Im Juni war ich wieder im Weißen Haus, um Trump zu sehen, und ging gerade mit Priebus zum Outer Oval. Trump sah uns durch seine offene Tür und sagte: »Hallo, John, geben Sie mir eine Minute, ich unterzeichne gerade die Richterkommissionen.« Ich war froh, ihm alle Zeit zu geben, die er brauchte, denn Trumps wachsende Zahl von Richternominierungen, die zu gegebener Zeit durch die Bestätigung der Richter Neil Gorsuch und Brett Kavanaugh gekrönt werden sollten, war für die Konservativen die höchste Priorität und die größte Errungenschaft seiner Amtszeit. Als Priebus und ich eintraten, beglückwünschte ich Trump zum Rückzug aus dem Pariser Klimaabkommen, den die »Achse der Erwachsenen« nicht verhindern konnte und den ich als wichtigen Sieg gegen die Global Governance betrachtete.
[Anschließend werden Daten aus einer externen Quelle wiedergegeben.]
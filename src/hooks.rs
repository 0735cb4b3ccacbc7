use gloo_timers::callback::Interval;
use log::warn;
use portfolio_shell::config::{COUNTER_DURATION_MS, COUNTER_TICK_MS};
use portfolio_shell::page::apply_theme;
use portfolio_shell::prefs::{load_theme, record_visit, save_theme, LocalStore};
use portfolio_shell::utils::CounterAnimation;
use portfolio_shell::Theme;
use yew::prelude::*;

/// Current theme plus a callback that flips and persists it.
#[derive(Clone)]
pub struct ThemeHandle {
    pub theme: Theme,
    pub toggle: Callback<()>,
}

#[hook]
pub fn use_theme() -> ThemeHandle {
    let theme = use_state(|| match LocalStore::open() {
        Ok(store) => load_theme(&store),
        Err(err) => {
            warn!("{}", err);
            Theme::default()
        }
    });

    // Keep <html data-theme> in step with the state
    use_effect_with(*theme, |current| apply_theme(*current));

    let toggle = {
        let theme = theme.clone();
        Callback::from(move |_| {
            let next = theme.toggled();
            if let Ok(store) = LocalStore::open() {
                save_theme(&store, next);
            }
            theme.set(next);
        })
    };

    ThemeHandle {
        theme: *theme,
        toggle,
    }
}

/// Total visits including this one; `None` until recorded.
#[hook]
pub fn use_visit_count() -> Option<u64> {
    let visits = use_state(|| None::<u64>);
    {
        let visits = visits.clone();
        use_effect_with((), move |_| match LocalStore::open() {
            Ok(store) => visits.set(Some(record_visit(&store))),
            Err(err) => warn!("Visit not recorded: {}", err),
        });
    }
    *visits
}

/// Number that counts up from zero to `target` once after mount. The
/// ticker is cancelled on unmount or when `target` changes.
#[hook]
pub fn use_counter(target: i64) -> i64 {
    let value = use_state(|| 0i64);
    {
        let value = value.clone();
        use_effect_with(target, move |target| {
            let mut animation =
                CounterAnimation::new(0, *target, COUNTER_DURATION_MS, COUNTER_TICK_MS);
            let ticker = Interval::new(COUNTER_TICK_MS, move || {
                if let Some(shown) = animation.tick() {
                    value.set(shown);
                }
            });
            move || drop(ticker)
        });
    }
    *value
}
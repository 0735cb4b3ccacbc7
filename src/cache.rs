//! In-memory cache storage and network for running the offline cache
//! manager outside a browser.
//!
//! Both types are cheap `Rc` handles: clone one, hand it to the
//! [`OfflineCache`](crate::offline::OfflineCache), and keep the other to
//! inspect or script what happened.
//!
//! # Store Structure
//! - outer key: cache store name (the generation)
//! - inner key: request key, see [`cache_key`](crate::utils::cache_key)
//! - value: [`MemoryResponse`]

use crate::offline::{CacheStorage, HostResponse, Network, Request, ResponseKind};
use crate::CacheError;
use std::cell::{Cell, RefCell};
use std::collections::{BTreeMap, HashMap};
use std::rc::Rc;

/// Store name -> (request key -> response). `BTreeMap` keeps `keys()`
/// ordering stable.
type StoreMap = BTreeMap<String, BTreeMap<String, MemoryResponse>>;

#[derive(Debug, Clone, PartialEq, Eq)]
pub struct MemoryResponse {
    status: u16,
    kind: ResponseKind,
    headers: Vec<(String, String)>,
    body: Vec<u8>,
}

impl MemoryResponse {
    pub fn ok(body: impl Into<Vec<u8>>) -> Self {
        Self::with_status(200, body)
    }

    pub fn with_status(status: u16, body: impl Into<Vec<u8>>) -> Self {
        Self {
            status,
            kind: ResponseKind::Basic,
            headers: Vec::new(),
            body: body.into(),
        }
    }

    /// A no-cors cross-origin response: status 0, nothing readable.
    pub fn opaque() -> Self {
        Self {
            status: 0,
            kind: ResponseKind::Opaque,
            headers: Vec::new(),
            body: Vec::new(),
        }
    }

    pub fn with_header(mut self, name: &str, value: &str) -> Self {
        self.headers.push((name.to_string(), value.to_string()));
        self
    }

    pub fn with_kind(mut self, kind: ResponseKind) -> Self {
        self.kind = kind;
        self
    }

    pub fn body(&self) -> &[u8] {
        &self.body
    }

    pub fn headers(&self) -> &[(String, String)] {
        &self.headers
    }
}

impl HostResponse for MemoryResponse {
    fn status(&self) -> u16 {
        self.status
    }

    fn kind(&self) -> ResponseKind {
        self.kind
    }

    fn try_clone(&self) -> Result<Self, CacheError> {
        Ok(self.clone())
    }
}

#[derive(Default)]
struct StorageState {
    stores: RefCell<StoreMap>,
    fail_reads: Cell<bool>,
    fail_writes: Cell<bool>,
    fail_opens: Cell<bool>,
}

/// Cache storage kept entirely in memory.
#[derive(Clone, Default)]
pub struct MemoryCacheStorage {
    state: Rc<StorageState>,
}

impl MemoryCacheStorage {
    pub fn new() -> Self {
        Self::default()
    }

    /// Put an entry directly, bypassing the manager (e.g. a leftover
    /// generation from a previous deployment).
    pub fn seed(&self, store: &str, key: &str, response: MemoryResponse) {
        self.state
            .stores
            .borrow_mut()
            .entry(store.to_string())
            .or_default()
            .insert(key.to_string(), response);
    }

    pub fn store_names(&self) -> Vec<String> {
        self.state.stores.borrow().keys().cloned().collect()
    }

    pub fn entry_keys(&self, store: &str) -> Vec<String> {
        self.state
            .stores
            .borrow()
            .get(store)
            .map(|entries| entries.keys().cloned().collect())
            .unwrap_or_default()
    }

    pub fn entry(&self, store: &str, key: &str) -> Option<MemoryResponse> {
        self.state
            .stores
            .borrow()
            .get(store)
            .and_then(|entries| entries.get(key).cloned())
    }

    /// Make every lookup fail until switched off again.
    pub fn fail_reads(&self, fail: bool) {
        self.state.fail_reads.set(fail);
    }

    /// Make every put fail until switched off again.
    pub fn fail_writes(&self, fail: bool) {
        self.state.fail_writes.set(fail);
    }

    /// Make every open fail until switched off again.
    pub fn fail_opens(&self, fail: bool) {
        self.state.fail_opens.set(fail);
    }
}

impl CacheStorage for MemoryCacheStorage {
    type Response = MemoryResponse;

    async fn open(&self, name: &str) -> Result<(), CacheError> {
        if self.state.fail_opens.get() {
            return Err(CacheError::Storage {
                cache: name.to_string(),
                reason: "open refused".to_string(),
            });
        }
        self.state
            .stores
            .borrow_mut()
            .entry(name.to_string())
            .or_default();
        Ok(())
    }

    async fn keys(&self) -> Result<Vec<String>, CacheError> {
        Ok(self.store_names())
    }

    async fn delete(&self, name: &str) -> Result<bool, CacheError> {
        Ok(self.state.stores.borrow_mut().remove(name).is_some())
    }

    async fn lookup(&self, name: &str, key: &str) -> Result<Option<MemoryResponse>, CacheError> {
        if self.state.fail_reads.get() {
            return Err(CacheError::Storage {
                cache: name.to_string(),
                reason: "read refused".to_string(),
            });
        }
        Ok(self.entry(name, key))
    }

    async fn put(&self, name: &str, key: &str, response: MemoryResponse) -> Result<(), CacheError> {
        if self.state.fail_writes.get() {
            return Err(CacheError::Storage {
                cache: name.to_string(),
                reason: "quota exceeded".to_string(),
            });
        }
        self.seed(name, key, response);
        Ok(())
    }
}

#[derive(Default)]
struct NetworkState {
    routes: RefCell<HashMap<String, MemoryResponse>>,
    offline: Cell<bool>,
    calls: Cell<usize>,
}

/// Scripted network: exact-URL routes, unknown URLs answer 404.
#[derive(Clone, Default)]
pub struct MemoryNetwork {
    state: Rc<NetworkState>,
}

impl MemoryNetwork {
    pub fn new() -> Self {
        Self::default()
    }

    pub fn route(&self, url: &str, response: MemoryResponse) {
        self.state
            .routes
            .borrow_mut()
            .insert(url.to_string(), response);
    }

    pub fn set_offline(&self, offline: bool) {
        self.state.offline.set(offline);
    }

    /// Number of fetches attempted, including failed ones.
    pub fn calls(&self) -> usize {
        self.state.calls.get()
    }
}

impl Network for MemoryNetwork {
    type Response = MemoryResponse;

    async fn fetch(&self, request: &Request) -> Result<MemoryResponse, CacheError> {
        self.state.calls.set(self.state.calls.get() + 1);
        if self.state.offline.get() {
            return Err(CacheError::Network {
                url: request.url.clone(),
                reason: "offline".to_string(),
            });
        }
        Ok(self
            .state
            .routes
            .borrow()
            .get(&request.url)
            .cloned()
            .unwrap_or_else(|| MemoryResponse::with_status(404, "Not Found")))
    }
}

#[cfg(test)]
mod tests {
    use super::*;
    use futures::executor::block_on;

    #[test]
    fn handles_share_state() {
        let storage = MemoryCacheStorage::new();
        let other = storage.clone();
        block_on(storage.put("v1", "/a", MemoryResponse::ok("a"))).unwrap();
        assert_eq!(other.entry_keys("v1"), vec!["/a".to_string()]);
    }

    #[test]
    fn lookup_in_missing_store_does_not_create_it() {
        let storage = MemoryCacheStorage::new();
        assert_eq!(block_on(storage.lookup("v1", "/a")).unwrap(), None);
        assert!(storage.store_names().is_empty());
    }

    #[test]
    fn delete_reports_whether_store_existed() {
        let storage = MemoryCacheStorage::new();
        block_on(storage.open("v1")).unwrap();
        assert!(block_on(storage.delete("v1")).unwrap());
        assert!(!block_on(storage.delete("v1")).unwrap());
    }

    #[test]
    fn unknown_routes_answer_not_found() {
        let network = MemoryNetwork::new();
        let response = block_on(network.fetch(&Request::get("/nope"))).unwrap();
        assert_eq!(response.status(), 404);
        assert_eq!(network.calls(), 1);
    }
}
use log::error;
use portfolio_shell::config::LOG_LEVEL;
use portfolio_shell::{logging, service_worker, OfflineConfig};

fn main() {
    // Set the panic hook to log detailed errors to the console
    console_error_panic_hook::set_once();
    logging::init(LOG_LEVEL);
    if let Err(err) = service_worker::start(OfflineConfig::default()) {
        error!("Service worker failed to start: {}", err);
    }
}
Das Pariser Abkommen war eine Scharade für diejenigen, die wirklich über den Klimawandel besorgt sind. Wie in vielen anderen Fällen boten internationale Abkommen den Anschein, als würden sie wichtige Fragen behandeln, und gaben nationalen Politikern etwas, wofür sie die Lorbeeren einheimsen konnten, aber sie machten in der Realität keinen erkennbaren Unterschied (in diesem Fall gaben sie Ländern wie China und Indien, die im Wesentlichen unbehindert blieben, Spielraum). Ich gab Trump eine Kopie von einem meiner Artikel aus dem Jahr 2000 mit dem Titel »Sollten wir Global Governance ernst nehmen?« aus dem Chicago Journal of International Law, nicht weil ich dachte, er würde ihn lesen, sondern um ihn an die Bedeutung der Wahrung der Souveränität der USA zu erinnern.